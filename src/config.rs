/*
    PAMPAC: stand-off annotation sets and combinator pattern matching

        Licensed under the GNU General Public License v3
*/

use sealed::sealed;
use serde::{Deserialize, Serialize};

use crate::error::PampacError;
use crate::json::{open_file_reader, ToJson};
use crate::types::*;

pub trait Configurable: Sized {
    //// Obtain the configuration
    fn config(&self) -> &Config;

    //// Obtain the configuration mutably
    fn config_mut(&mut self) -> &mut Config;

    ///Builder pattern to associate a configuration
    fn with_config(mut self, config: Config) -> Self {
        self.set_config(config);
        self
    }

    ///Setter to associate a configuration
    fn set_config(&mut self, config: Config) -> &mut Self;
}

/// This holds the configuration. It is not limited to configuring a single part of the model, but unifies all in a single configuration.
#[derive(Deserialize, Serialize, Debug, Clone, PartialEq)]
#[serde(default)]
pub struct Config {
    /// Debug mode
    pub(crate) debug: bool,

    /// Maximum number of match results that may be produced while evaluating a single rule at a single scan position.
    pub(crate) max_results: usize,

    /// Maximum number of repetitions for an `N` combinator that has no explicit maximum.
    pub(crate) max_repeat: usize,

    /// Maximum number of positions a `Find` combinator may try, unbounded (up to the end of the document) if not set.
    pub(crate) find_window: Option<usize>,
}

impl Default for Config {
    fn default() -> Self {
        Self {
            debug: false,
            max_results: 100_000,
            max_repeat: 10_000,
            find_window: None,
        }
    }
}

impl Config {
    pub fn new() -> Self {
        Self::default()
    }

    /// Enable or disable debug mode. In debug mode, verbose output is emitted as `tracing` debug events (target `pampac`)
    pub fn with_debug(mut self, value: bool) -> Self {
        self.debug = value;
        self
    }

    /// Is debug mode enabled or not?
    pub fn debug(&self) -> bool {
        self.debug
    }

    /// Sets the maximum number of match results a single rule may produce at a single scan position.
    /// Exceeding it is reported as [`PampacError::LimitExceeded`].
    pub fn with_max_results(mut self, value: usize) -> Self {
        self.max_results = value;
        self
    }

    pub fn max_results(&self) -> usize {
        self.max_results
    }

    /// Sets the repetition cap for `N` combinators without an explicit maximum.
    pub fn with_max_repeat(mut self, value: usize) -> Self {
        self.max_repeat = value;
        self
    }

    pub fn max_repeat(&self) -> usize {
        self.max_repeat
    }

    /// Sets the maximum number of positions a `Find` combinator tries before giving up with an error.
    pub fn with_find_window(mut self, value: Option<usize>) -> Self {
        self.find_window = value;
        self
    }

    pub fn find_window(&self) -> Option<usize> {
        self.find_window
    }

    /// Loads configuration from a JSON file
    pub fn from_file(filename: &str) -> Result<Self, PampacError> {
        let reader = open_file_reader(filename)?;
        let deserializer = &mut serde_json::Deserializer::from_reader(reader);
        let result: Result<Self, _> = serde_path_to_error::deserialize(deserializer);
        result.map_err(|e| {
            PampacError::JsonError(e, filename.to_string(), "Reading config from file")
        })
    }

    /// Loads configuration from a JSON string
    pub fn from_json_str(string: &str) -> Result<Self, PampacError> {
        let deserializer = &mut serde_json::Deserializer::from_str(string);
        let result: Result<Self, _> = serde_path_to_error::deserialize(deserializer);
        result.map_err(|e| PampacError::JsonError(e, String::new(), "Reading config from string"))
    }
}

#[sealed]
impl TypeInfo for Config {
    fn typeinfo() -> Type {
        Type::Config
    }
}

impl ToJson for Config {}
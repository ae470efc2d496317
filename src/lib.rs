/*
    PAMPAC: stand-off annotation sets and combinator pattern matching

        Licensed under the GNU General Public License v3
*/

//! ## Introduction
//!
//! This library keeps stand-off annotations over a text and matches patterns over them.
//!
//! **What can you do with this library?**
//!
//! * Keep a [`Document`] with named [`AnnotationSet`]s. An annotation has a type, a [`Span`] of unicode
//!   character offsets and a feature map of [`FeatureValue`]s.
//! * Query annotation sets by type and by the relation of spans to some boundary (within, overlapping,
//!   covering, coextensive, before, after), backed by an interval index.
//! * Describe patterns over annotations and text with the PAMPAC [`Parser`] combinators, with
//!   backtracking, named bindings and relational modifiers.
//! * Apply ordered lists of [`Rule`]s with a [`Pampac`] matcher, whose [`Action`]s add, remove or
//!   update annotations as matches are found.
//! * Read and write documents as JSON.
//!
//! Documents, annotation sets and annotations:
//! * [`Document`]
//! * [`AnnotationSet`]
//! * [`Annotation`]
//! * [`Span`], [`HasSpan`], [`SpanRelation`]
//! * [`FeatureValue`], [`FeatureOperator`]
//!
//! Pattern matching:
//! * [`Parser`]
//! * [`Context`], [`Location`]
//! * [`MatchResult`], [`Bindings`]
//! * [`Pampac`], [`Rule`], [`Action`]

mod annotation;
mod annotationset;
mod config;
mod document;
mod error;
mod featurevalue;
mod intervalindex;
mod json;
mod pampac;
mod span;
mod types;

// Our internal crate structure is not very relevant to the outside world,
// expose all structs and traits in the root namespace, and be explicit about it:

pub use annotation::{Annotation, AnnotationHandle};
pub use annotationset::AnnotationSet;
pub use config::{Config, Configurable};
pub use document::Document;
pub use error::{Limit, PampacError, PampacResult};
pub use featurevalue::{test_features, FeatureConstraint, FeatureOperator, FeatureValue, Features};
pub use json::{FromJson, ToJson};
pub use pampac::*;
pub use span::{HasSpan, Span, SpanRelation};
pub use types::*;

pub use regex::Regex;
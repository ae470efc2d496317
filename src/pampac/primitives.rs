/*
    PAMPAC: stand-off annotation sets and combinator pattern matching

        Licensed under the GNU General Public License v3
*/

use regex::Regex;
use smallvec::SmallVec;
use std::iter;
use std::sync::Arc;

use crate::annotation::Annotation;
use crate::error::PampacError;
use crate::featurevalue::FeatureConstraint;
use crate::span::{HasSpan, Span};

use super::location::{Context, Location};
use super::parser::Results;
use super::result::{Binding, MatchResult};

/// Decides which of the annotations starting at the anchor offset `AnnAt` yields
#[derive(Debug, Clone, Copy, PartialEq, Eq, Default)]
pub enum MatchType {
    /// All of them, in sequence order
    #[default]
    All,
    /// Only the first in sequence order
    First,
    /// All that have the maximal length
    Longest,
    /// All that have the minimal length
    Shortest,
}

/// Where `AnnAt` looks for annotations
#[derive(Debug, Clone, Copy, PartialEq, Eq, Default)]
pub enum Anchor {
    /// At the start offset of the next annotation in the sequence
    #[default]
    NextAnnotation,
    /// At the current text offset
    TextOffset,
}

/// Constraints shared by `Ann` and `AnnAt`
#[derive(Debug, Clone, Default)]
pub struct AnnSpec {
    pub(crate) annotype: Option<String>,
    pub(crate) constraints: Vec<FeatureConstraint>,
}

impl AnnSpec {
    pub fn new(annotype: Option<&str>, constraints: Vec<FeatureConstraint>) -> Self {
        Self {
            annotype: annotype.map(|s| s.to_string()),
            constraints,
        }
    }

    pub fn test(&self, annotation: &Annotation) -> bool {
        annotation.test(self.annotype.as_deref(), &self.constraints)
    }
}

/// The result of matching an annotation at an index of the sequence
fn ann_result(ctx: &Context, index: usize, annotation: &Arc<Annotation>) -> MatchResult {
    let end = annotation.end();
    MatchResult::new(
        annotation.span(),
        Location::new(end, ctx.next_ann_index_from(index + 1, end)),
        Binding::Annotation(annotation.clone()),
    )
}

/// Matches the next annotation of the sequence
pub(crate) fn parse_ann<'c>(spec: &'c AnnSpec, ctx: &'c Context<'c>, location: Location) -> Results<'c> {
    match ctx.anns.get(location.ann) {
        Some(annotation) if spec.test(annotation) => {
            Box::new(iter::once(Ok(ann_result(ctx, location.ann, annotation))))
        }
        _ => Box::new(iter::empty()),
    }
}

/// Matches annotations starting exactly at the anchor offset
pub(crate) fn parse_ann_at<'c>(
    spec: &'c AnnSpec,
    matchtype: MatchType,
    anchor: Anchor,
    ctx: &'c Context<'c>,
    location: Location,
) -> Results<'c> {
    let (offset, from) = match anchor {
        Anchor::NextAnnotation => match ctx.anns.get(location.ann) {
            Some(annotation) => (annotation.start(), location.ann),
            None => return Box::new(iter::empty()),
        },
        Anchor::TextOffset => (
            location.text,
            ctx.next_ann_index_from(location.ann, location.text),
        ),
    };
    let mut candidates: Vec<(usize, &Arc<Annotation>)> = ctx.anns[from.min(ctx.anns.len())..]
        .iter()
        .enumerate()
        .take_while(|(_, a)| a.start() == offset)
        .filter(|(_, a)| spec.test(a))
        .map(|(i, a)| (from + i, a))
        .collect();
    match matchtype {
        MatchType::All => {}
        MatchType::First => candidates.truncate(1),
        MatchType::Longest => {
            if let Some(max) = candidates.iter().map(|(_, a)| a.length()).max() {
                candidates.retain(|(_, a)| a.length() == max);
            }
        }
        MatchType::Shortest => {
            if let Some(min) = candidates.iter().map(|(_, a)| a.length()).min() {
                candidates.retain(|(_, a)| a.length() == min);
            }
        }
    }
    let results: Vec<_> = candidates
        .into_iter()
        .map(|(i, a)| Ok(ann_result(ctx, i, a)))
        .collect();
    Box::new(results.into_iter())
}

/// What a `Text` parser matches
#[derive(Debug, Clone)]
pub enum TextMatcher {
    Literal(String),
    /// A regular expression, compiled anchored at the start; the original pattern is kept for display
    Regex { regex: Regex, pattern: String },
}

impl TextMatcher {
    pub fn literal(text: impl Into<String>) -> Self {
        Self::Literal(text.into())
    }

    /// Compiles a pattern that will only match at the current text offset
    pub fn regex(pattern: &str) -> Result<Self, PampacError> {
        let regex = Regex::new(&format!("^(?:{})", pattern))
            .map_err(|e| PampacError::RegexError(e, "Compiling Text pattern"))?;
        Ok(Self::Regex {
            regex,
            pattern: pattern.to_string(),
        })
    }
}

/// Converts a byte offset into the text to a character offset
fn char_offset(ctx: &Context, byteoffset: usize) -> Result<usize, PampacError> {
    ctx.doc.char_offset(byteoffset).ok_or(PampacError::InvalidSpan(
        byteoffset,
        byteoffset,
        ctx.doc.textlen(),
        "byte offset of text match is not on a character boundary",
    ))
}

fn text_result(ctx: &Context, location: Location, span: Span) -> MatchResult {
    MatchResult::new(
        span,
        Location::new(span.end(), ctx.next_ann_index_from(location.ann, span.end())),
        Binding::Text {
            span,
            groups: SmallVec::from_elem(Some(span), 1),
        },
    )
}

/// Matches literal text or a regular expression at the current text offset
pub(crate) fn parse_text<'c>(
    matcher: &'c TextMatcher,
    ctx: &'c Context<'c>,
    location: Location,
) -> Results<'c> {
    let byteoffset = match ctx.doc.byte_offset(location.text) {
        Some(byteoffset) => byteoffset,
        None => return Box::new(iter::empty()),
    };
    let haystack = &ctx.doc.text()[byteoffset..];
    match matcher {
        TextMatcher::Literal(literal) => {
            if haystack.starts_with(literal.as_str()) {
                let end = location.text + literal.chars().count();
                let span = Span::new_unchecked(location.text, end);
                Box::new(iter::once(Ok(text_result(ctx, location, span))))
            } else {
                Box::new(iter::empty())
            }
        }
        TextMatcher::Regex { regex, .. } => match regex.captures(haystack) {
            None => Box::new(iter::empty()),
            Some(captures) => Box::new(iter::once(regex_result(
                ctx, location, byteoffset, regex, &captures,
            ))),
        },
    }
}

fn regex_result(
    ctx: &Context,
    location: Location,
    byteoffset: usize,
    regex: &Regex,
    captures: &regex::Captures,
) -> Result<MatchResult, PampacError> {
    let mut groups: SmallVec<[Option<Span>; 4]> = SmallVec::with_capacity(captures.len());
    for group in captures.iter() {
        groups.push(match group {
            Some(m) => Some(Span::new_unchecked(
                char_offset(ctx, byteoffset + m.start())?,
                char_offset(ctx, byteoffset + m.end())?,
            )),
            None => None,
        });
    }
    // group 0 always participates
    let span = groups
        .first()
        .copied()
        .flatten()
        .unwrap_or_else(|| Span::point(location.text));
    let mut result = MatchResult::new(
        span,
        Location::new(span.end(), ctx.next_ann_index_from(location.ann, span.end())),
        Binding::Text {
            span,
            groups: groups.clone(),
        },
    );
    for (i, name) in regex.capture_names().enumerate() {
        if let (Some(name), Some(Some(groupspan))) = (name, groups.get(i)) {
            result.bindings.insert(name, Binding::Span(*groupspan))?;
        }
    }
    Ok(result)
}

==*==

**Activity**
The required output is the set of lines from the first line of the data through the line that contains "enabled or not?", transcribed exactly.

**Solution to the problem**
filename src/config.rs
/*
    PAMPAC: stand-off annotation sets and combinator pattern matching

        Licensed under the GNU General Public License v3
*/

use sealed::sealed;
use serde::{Deserialize, Serialize};

use crate::error::PampacError;
use crate::json::{open_file_reader, ToJson};
use crate::types::*;

pub trait Configurable: Sized {
    //// Obtain the configuration
    fn config(&self) -> &Config;

    //// Obtain the configuration mutably
    fn config_mut(&mut self) -> &mut Config;

    ///Builder pattern to associate a configuration
    fn with_config(mut self, config: Config) -> Self {
        self.set_config(config);
        self
    }

    ///Setter to associate a configuration
    fn set_config(&mut self, config: Config) -> &mut Self;
}

/// This holds the configuration. It is not limited to configuring a single part of the model, but unifies all in a single configuration.
#[derive(Deserialize, Serialize, Debug, Clone, PartialEq)]
#[serde(default)]
pub struct Config {
    /// Debug mode
    pub(crate) debug: bool,

    /// Maximum number of match results that may be produced while evaluating a single rule at a single scan position.
    pub(crate) max_results: usize,

    /// Maximum number of repetitions for an `N` combinator that has no explicit maximum.
    pub(crate) max_repeat: usize,

    /// Maximum number of positions a `Find` combinator may try, unbounded (up to the end of the document) if not set.
    pub(crate) find_window: Option<usize>,
}

impl Default for Config {
    fn default() -> Self {
        Self {
            debug: false,
            max_results: 100_000,
            max_repeat: 10_000,
            find_window: None,
        }
    }
}

impl Config {
    pub fn new() -> Self {
        Self::default()
    }

    /// Enable or disable debug mode. In debug mode, verbose output is emitted as `tracing` debug events (target `pampac`)
    pub fn with_debug(mut self, value: bool) -> Self {
        self.debug = value;
        self
    }

    /// Is debug mode enabled or not?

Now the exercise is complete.